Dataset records
****************************************
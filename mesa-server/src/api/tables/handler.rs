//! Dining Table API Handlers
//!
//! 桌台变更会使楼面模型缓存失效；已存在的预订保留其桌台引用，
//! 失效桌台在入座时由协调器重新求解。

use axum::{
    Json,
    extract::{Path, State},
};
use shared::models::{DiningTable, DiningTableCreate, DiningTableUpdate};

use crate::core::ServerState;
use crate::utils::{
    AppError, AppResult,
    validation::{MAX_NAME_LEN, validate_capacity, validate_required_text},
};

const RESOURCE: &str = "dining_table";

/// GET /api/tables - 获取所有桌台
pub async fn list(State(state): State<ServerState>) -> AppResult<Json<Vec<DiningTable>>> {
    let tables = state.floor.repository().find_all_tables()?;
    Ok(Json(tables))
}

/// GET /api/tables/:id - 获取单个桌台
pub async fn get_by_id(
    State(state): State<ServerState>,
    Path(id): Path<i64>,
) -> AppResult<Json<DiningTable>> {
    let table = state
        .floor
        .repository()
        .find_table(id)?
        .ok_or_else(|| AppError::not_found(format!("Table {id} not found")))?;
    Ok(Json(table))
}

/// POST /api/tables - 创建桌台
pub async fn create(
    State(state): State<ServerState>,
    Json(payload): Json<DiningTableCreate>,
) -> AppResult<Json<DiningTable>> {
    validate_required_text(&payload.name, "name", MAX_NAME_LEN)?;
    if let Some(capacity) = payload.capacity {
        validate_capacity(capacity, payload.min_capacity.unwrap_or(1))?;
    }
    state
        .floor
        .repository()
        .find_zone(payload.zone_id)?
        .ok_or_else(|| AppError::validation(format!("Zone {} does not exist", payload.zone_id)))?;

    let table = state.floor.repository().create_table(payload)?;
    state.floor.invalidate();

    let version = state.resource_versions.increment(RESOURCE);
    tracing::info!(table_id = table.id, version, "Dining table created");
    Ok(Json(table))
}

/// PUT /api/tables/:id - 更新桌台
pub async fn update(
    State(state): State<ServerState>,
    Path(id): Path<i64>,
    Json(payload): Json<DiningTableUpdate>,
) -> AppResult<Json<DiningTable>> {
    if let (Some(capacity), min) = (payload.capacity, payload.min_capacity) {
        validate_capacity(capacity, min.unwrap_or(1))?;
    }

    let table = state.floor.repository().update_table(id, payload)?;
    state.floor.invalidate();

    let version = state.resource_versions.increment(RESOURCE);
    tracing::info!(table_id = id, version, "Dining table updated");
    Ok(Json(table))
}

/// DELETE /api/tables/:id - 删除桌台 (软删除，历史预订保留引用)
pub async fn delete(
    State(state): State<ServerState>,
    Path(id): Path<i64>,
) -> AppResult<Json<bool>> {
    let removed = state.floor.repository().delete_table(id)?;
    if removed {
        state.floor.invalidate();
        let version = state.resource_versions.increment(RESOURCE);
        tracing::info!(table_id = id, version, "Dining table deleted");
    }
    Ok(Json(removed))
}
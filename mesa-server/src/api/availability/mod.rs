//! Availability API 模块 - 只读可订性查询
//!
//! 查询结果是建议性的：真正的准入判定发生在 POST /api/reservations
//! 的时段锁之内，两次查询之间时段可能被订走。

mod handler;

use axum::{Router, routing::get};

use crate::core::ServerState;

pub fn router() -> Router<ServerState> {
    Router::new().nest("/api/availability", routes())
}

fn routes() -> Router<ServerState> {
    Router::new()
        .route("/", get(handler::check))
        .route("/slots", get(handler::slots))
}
****************************************
EXERCISE PROMPT: Could you restate every record above word for word?

COMPLETED EXERCISE:
filename mesa-server/src/api/tables/handler.rs
//! Dining Table API Handlers
//!
//! 桌台变更会使楼面模型缓存失效；已存在的预订保留其桌台引用，
//! 失效桌台在入座时由协调器重新求解。

use axum::{
    Json,
    extract::{Path, State},
};
use shared::models::{DiningTable, DiningTableCreate, DiningTableUpdate};

use crate::core::ServerState;
use crate::utils::{
    AppError, AppResult,
    validation::{MAX_NAME_LEN, validate_capacity, validate_required_text},
};

const RESOURCE: &str = "dining_table";

/// GET /api/tables - 获取所有桌台
pub async fn list(State(state): State<ServerState>) -> AppResult<Json<Vec<DiningTable>>> {
    let tables = state.floor.repository().find_all_tables()?;
    Ok(Json(tables))
}

/// GET /api/tables/:id - 获取单个桌台
pub async fn get_by_id(
    State(state): State<ServerState>,
    Path(id): Path<i64>,
) -> AppResult<Json<DiningTable>> {
    let table = state
        .floor
        .repository()
        .find_table(id)?
        .ok_or_else(|| AppError::not_found(format!("Table {id} not found")))?;
    Ok(Json(table))
}

/// POST /api/tables - 创建桌台
pub async fn create(
    State(state): State<ServerState>,
    Json(payload): Json<DiningTableCreate>,
) -> AppResult<Json<DiningTable>> {
    validate_required_text(&payload.name, "name", MAX_NAME_LEN)?;
    if let Some(capacity) = payload.capacity {
        validate_capacity(capacity, payload.min_capacity.unwrap_or(1))?;
    }
    state
        .floor
        .repository()
        .find_zone(payload.zone_id)?
        .ok_or_else(|| AppError::validation(format!("Zone {} does not exist", payload.zone_id)))?;

    let table = state.floor.repository().create_table(payload)?;
    state.floor.invalidate();

    let version = state.resource_versions.increment(RESOURCE);
    tracing::info!(table_id = table.id, version, "Dining table created");
    Ok(Json(table))
}

/// PUT /api/tables/:id - 更新桌台
pub async fn update(
    State(state): State<ServerState>,
    Path(id): Path<i64>,
    Json(payload): Json<DiningTableUpdate>,
) -> AppResult<Json<DiningTable>> {
    if let (Some(capacity), min) = (payload.capacity, payload.min_capacity) {
        validate_capacity(capacity, min.unwrap_or(1))?;
    }

    let table = state.floor.repository().update_table(id, payload)?;
    state.floor.invalidate();

    let version = state.resource_versions.increment(RESOURCE);
    tracing::info!(table_id = id, version, "Dining table updated");
    Ok(Json(table))
}

/// DELETE /api/tables/:id - 删除桌台 (软删除，历史预订保留引用)
pub async fn delete(
    State(state): State<ServerState>,
    Path(id): Path<i64>,
) -> AppResult<Json<bool>> {
    let removed = state.floor.repository().delete_table(id)?;
    if removed {
        state.floor.invalidate();
        let version = state.resource_versions.increment(RESOURCE);
        tracing::info!(table_id = id, version, "Dining table deleted");
    }
    Ok(Json(removed))
}
filename mesa-server/src/api/availability/mod.rs
//! Availability API 模块 - 只读可订性查询
//!
//! 查询结果是建议性的：真正的准入判定发生在 POST /api/reservations
//! 的时段锁之内，两次查询之间时段可能被订走。

mod handler;

use axum::{Router, routing::get};

use crate::core::ServerState;

pub fn router() -> Router<ServerState> {
    Router::new().nest("/api/availability", routes())
}

fn routes() -> Router<ServerState> {
    Router::new()
        .route("/", get(handler::check))
        .route("/slots", get(handler::slots))
}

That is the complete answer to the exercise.